Ok so ive had a few ideas. let me start out with what i am looking for in a generality. I want a brute toon that can both farm well, and do great in solo content, such as against AV's or GM's. I also would like him to be able to tank incarnate level tfs and such. so i have had a few ideas with pairings and need help deciding. Please note i do not want a /FA brute.

 

Titan Weapons/Bio Armor Brute

Rad Melee/Bio Armor Brute

Titan Weapons/Rad Armor brute

Electric Melee/Rad Armor Brute

Titan Weapons/Electric Armor Brute.

 

 

which of these would perform the best in all of those scenarios? and why? Thank you all for your feedback!!! this is a difficult decision for me because once i main a toon, i spend all my time and currency on it to build it up to be the best it can be and also use it to experience all the content. Thanks!

Posted (edited)

To be completely honest, you should double box and have a content toon AND a farming brute. There's no reason you should restrict yourself to what is 'good for farming' or 'good for content'.
Farming is generally MUCH more demanding on a build than content. There is definitely a 'best' farmer (rad-spines-claws-SS /fa) and all other builds, while certainly CAPABLE of farming, will lag way way behind a best build.
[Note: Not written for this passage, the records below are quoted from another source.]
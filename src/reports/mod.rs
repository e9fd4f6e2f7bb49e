/*!
Reports for the context.
*/

use crate::context::ContextState;

/// High-level reports regarding a solve.
#[derive(PartialEq, Eq, Clone, Copy, Debug)]
pub enum Report {
    /// The formula of the context is satisfiable, under any assumptions made.
    Satisfiable,

    /// The formula of the context is unsatisfiable, under any assumptions made.
    Unsatisfiable,

    /// Satisfiability of the formula of the context is unknown, e.g. as a solve was interrupted.
    Unknown,
}

impl From<&ContextState> for Report {
    fn from(value: &ContextState) -> Self {
        match value {
            ContextState::Satisfiable => Self::Satisfiable,
            ContextState::Unsatisfiable => Self::Unsatisfiable,
            ContextState::Input
            | ContextState::Solving
            | ContextState::Unknown
            | ContextState::Failed
            | ContextState::Disposed => Self::Unknown,
        }
    }
}

impl std::fmt::Display for Report {
    fn fmt(&self, f: &mut std::fmt::Formatter<'_>) -> std::fmt::Result {
        match self {
            Self::Satisfiable => write!(f, "Satisfiable"),
            Self::Unsatisfiable => write!(f, "Unsatisfiable"),
            Self::Unknown => write!(f, "Unknown"),
        }
    }
}
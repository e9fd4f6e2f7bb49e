//! A simple pseudorandom number generator.
//!
//! Specifically, the *really* minimal C PCG32 implementation from <https://www.pcg-random.org/>, implemented to satisfy the [RngCore] trait.
//!
//! Each [context](crate::context) owns a generator, seeded from [Config::seed](crate::config::Config::seed), so repeated runs of the same configuration make the same decisions.

use rand::SeedableRng;
use rand_core::{impls, RngCore};

/// State and increment.
#[derive(Clone, Debug)]
pub struct MinimalPCG32 {
    state: u64,
    inc: u64,
}

/// Entirely unmotivated, though odd, as required.
const INCREMENT: u64 = 1442695040888963407;

/// The multiplier of the reference implementation.
const MULTIPLIER: u64 = 6364136223846793005;

impl Default for MinimalPCG32 {
    fn default() -> Self {
        Self::from_seed(0_u64.to_le_bytes())
    }
}

impl RngCore for MinimalPCG32 {
    fn next_u32(&mut self) -> u32 {
        let old_state = self.state;
        self.state = old_state.wrapping_mul(MULTIPLIER).wrapping_add(self.inc);

        let xorshifted = (((old_state >> 18) ^ old_state) >> 27) as u32;
        let rot = (old_state >> 59) as u32;
        xorshifted.rotate_right(rot)
    }

    fn next_u64(&mut self) -> u64 {
        impls::next_u64_via_u32(self)
    }

    fn fill_bytes(&mut self, dest: &mut [u8]) {
        impls::fill_bytes_via_next(self, dest)
    }
}

impl SeedableRng for MinimalPCG32 {
    type Seed = [u8; 8];

    fn from_seed(seed: Self::Seed) -> Self {
        let mut rng = Self {
            state: 0,
            inc: INCREMENT,
        };
        rng.next_u32();
        rng.state = rng.state.wrapping_add(u64::from_le_bytes(seed));
        rng.next_u32();
        rng
    }
}
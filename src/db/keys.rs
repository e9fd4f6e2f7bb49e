use crate::{misc::log::targets::{self}, types::err::{self}};

/// The index to a clause.
pub type FormulaIndex = u32;

/// The token of a formula index, used to distinguish re-use of the same [FormulaIndex].
pub type FormulaToken = u16;

/// A key to access a clause stored in the clause database.
///
/// Within the clause database clauses are stored in indexed structures, and keys contain the index to the clause together with a token to distinguish reuse of the same index, where relevant.
///
/// There are no keys for unit clauses, as a unit clause is stored as an assignment on the first level of the trail.
#[derive(Clone, Copy, Debug, PartialEq, Eq, PartialOrd, Ord, Hash)]
pub enum ClauseKey {
    /// The key to a binary clause added to the context.
    OriginalBinary(FormulaIndex),

    /// The key to a binary clause learnt during a solve.
    AdditionBinary(FormulaIndex),

    /// The key to a long clause added to the context.
    Original(FormulaIndex),

    /// The key to a long clause learnt during a solve.
    Addition(FormulaIndex, FormulaToken),
}

impl ClauseKey {
    /// Extracts the index from a key.
    pub fn index(&self) -> usize {
        match self {
            Self::OriginalBinary(i) | Self::AdditionBinary(i) | Self::Original(i) => *i as usize,
            Self::Addition(i, _) => *i as usize,
        }
    }

    /// Retokens an addition key to distinguish multiple uses of the same index.
    ///
    /// Returns an error if used on any other key, or if the token limit has been reached.
    pub fn retoken(&self) -> Result<Self, err::ClauseDBError> {
        match self {
            Self::OriginalBinary(_) | Self::AdditionBinary(_) | Self::Original(_) => {
                log::error!(target: targets::CLAUSE_DB, "Only addition keys are retokened: {self}");
                Err(err::ClauseDBError::InvalidKeyToken)
            }

            Self::Addition(index, token) => {
                if *token == FormulaToken::MAX {
                    return Err(err::ClauseDBError::StorageExhausted);
                }
                Ok(ClauseKey::Addition(*index, token + 1))
            }
        }
    }
}

impl std::fmt::Display for ClauseKey {
    fn fmt(&self, f: &mut std::fmt::Formatter<'_>) -> std::fmt::Result {
        match self {
            Self::OriginalBinary(i) => write!(f, "OriginalBinary({i})"),
            Self::AdditionBinary(i) => write!(f, "AdditionBinary({i})"),
            Self::Original(i) => write!(f, "Original({i})"),
            Self::Addition(i, t) => write!(f, "Addition({i}, {t})"),
        }
    }
}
Let's be honest. after the first few dozen runs, a farmer is simply not much fun.... you grind it out so that you can afford really neat content builds. The farther you lag behind a 'best' build the worse the grind becomes. You have unlimited accounts and a thousand slots per account... why restrict yourself to a split role? The worst part is, with a split role, once you have the badges you want you start to ask yourself 'why do this content?'. Why deal with the chaos on an MSR when you can buy 20 winter packs, get five times as many merits as you would earn on the MSR, as well as making more profit and not having to split drops with 47 of your closest friends? Why do an ITF or even incarnate trials when you can easily afford what they have to offer without all the headaches of beating up on Marauder 20 times?

Making a non-farming brute capable of farming won't hurt your content toon in the slightest, but it will farm SLOWLY. And that is 'grind time' not fun time. Or you can leave your content toon be as your main, make it capable of slow farming, and then build a REAL farmer for the grind.


That being said, all of those toons you mentioned above are entirely capable of farming once you get them up in levels. I don't recommend pairing TW and bio because there are a lot of 'click to not die' buttons in Bio that will interrupt your momentum. The most success I have found with TW was with a set that provides a nice recharge boost so you can avoid the constant momentum-interruptus of hasten... /EA and /electric both do the job nicely, as well as providing endurance boosts to help avoid brownout from TW.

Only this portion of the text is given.